PEDRO, Ohio – Early Wednesday morning, five members of the Ohio University Southern Equestrian Team began their 13-hour trek to Tulsa, Oklahoma, to compete in the Western Dressage Association of America (WDAA) World Championships Nov. 6-8. Students Katie Reed, Stephanie Bias, Kaylee Tilley, Grace Hill and Savannah Carr represented the Southern Campus at the 2015 competition. 

Traveling and participating in both national and international shows can be a great learning experience for students, and these opportunities are great building blocks for their future careers in the equine industry. 

Tilley, who attended the WDAA World Championships last year, said that she met some very influential individuals. “This is a great networking opportunity for us. We’re able to get to know people who are at the top of our profession.” 

Traveling to competitions, especially ones this far away, can be very expensive. Not only is there the travel, room and board for students and staff, but also for their horses. The Equestrian Team set its goal and began fundraising activities.

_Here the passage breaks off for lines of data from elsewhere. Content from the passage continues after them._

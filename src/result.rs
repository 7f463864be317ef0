use error_stack::Report;
use ron::de::SpannedError;
use std::error::Error;
use std::fmt::{Display, Formatter};
use tracing::subscriber::SetGlobalDefaultError;

#[derive(thiserror::Error, Debug)]
pub enum IouvisErrorKind {
    #[error("General Error: {0}")]
    General(String),
    #[error("Invalid configuration: {0}")]
    Config(String),
}

#[derive(Debug)]
pub struct IouvisError(pub Report<IouvisErrorKind>);

impl Display for IouvisError {
    fn fmt(&self, f: &mut Formatter<'_>) -> std::fmt::Result {
        self.0.fmt(f)
    }
}

impl IouvisError {
    #[track_caller]
    pub fn new(error: IouvisErrorKind) -> IouvisError {
        IouvisError(Report::new(error))
    }

    #[track_caller]
    pub fn change_context<S: Into<String>>(self, message: S) -> Self {
        Self(
            self.0
                .change_context(IouvisErrorKind::General(message.into())),
        )
    }

    pub fn kind(&self) -> &IouvisErrorKind {
        self.0.current_context()
    }
}

pub type IouvisResult<T> = Result<T, IouvisError>;

impl<T> From<T> for IouvisError
where
    for<'a> &'a T: Into<IouvisErrorKind>,
    T: Error + Send + Sync + 'static,
{
    #[track_caller]
    fn from(error: T) -> Self {
        let kind: IouvisErrorKind = (&error).into();
        let report = Report::new(error);
        let report = report.change_context(kind);
        Self(report)
    }
}

impl From<&std::io::Error> for IouvisErrorKind {
    #[track_caller]
    fn from(error: &std::io::Error) -> Self {
        Self::General(error.to_string())
    }
}

impl From<&SpannedError> for IouvisErrorKind {
    #[track_caller]
    fn from(error: &SpannedError) -> Self {
        Self::Config(format!("RON Error: {}", error))
    }
}

impl From<&log::SetLoggerError> for IouvisErrorKind {
    #[track_caller]
    fn from(error: &log::SetLoggerError) -> Self {
        Self::General(format!("Failed to install log bridge: {}", error))
    }
}

impl From<&SetGlobalDefaultError> for IouvisErrorKind {
    #[track_caller]
    fn from(error: &SetGlobalDefaultError) -> Self {
        Self::General(format!("Failed to install subscriber: {}", error))
    }
}

impl From<String> for IouvisErrorKind {
    #[track_caller]
    fn from(error: String) -> Self {
        Self::General(error)
    }
}

impl From<&str> for IouvisError {
    #[track_caller]
    fn from(error: &str) -> Self {
        Self(Report::new(IouvisErrorKind::General(error.to_string())))
    }
}

#[macro_export]
macro_rules! bail {
    ($($args:tt)+) => {
        return Err($crate::result::IouvisError::new($crate::result::IouvisErrorKind::General(format!($($args)+).into())))
    }
}

#[macro_export]
macro_rules! err {
    ($($args:tt)+) => {
        $crate::result::IouvisError::new($crate::result::IouvisErrorKind::General(format!($($args)+).into()))
    };
}

#[macro_export]
macro_rules! config_bail {
    ($($args:tt)+) => {
        return Err($crate::result::IouvisError::new($crate::result::IouvisErrorKind::Config(format!($($args)+).into())))
    }
}

#[macro_export]
macro_rules! context {
    ($fmt:expr $(, $($args:expr),+)? => $block:block) => {
        {
            $block
        }.map_err(|e: $crate::result::IouvisError| e.change_context(format!(concat!("Failed to ",$fmt) $(, $($args)+)?)))
    };
}
pub use context;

Hours of work, donations, silent auctions, bake sales, events and dinners raised much of their monetary goal; however, it was the $1,500 USEF Youth Sportsmanship Grant provided to WDAA to support participation by high school and collegiate equestrian groups that allowed them to meet their goal of $7,000.

In addition to their academic standings, each team member had to send recommendations about their sportsmanship, professionalism and leadership abilities as well as a one-page plan describing their future anticipated contribution to the horse industry and how participating in the WDAA World Championship would improve their leadership skills. 

Hill said that the grant was a great honor for the team. “We worked very hard to be considered. Each of us had to contact teachers, family and former bosses and ask them to speak about our various skills and abilities — but it was well worth it. We’re so excited that we were selected.”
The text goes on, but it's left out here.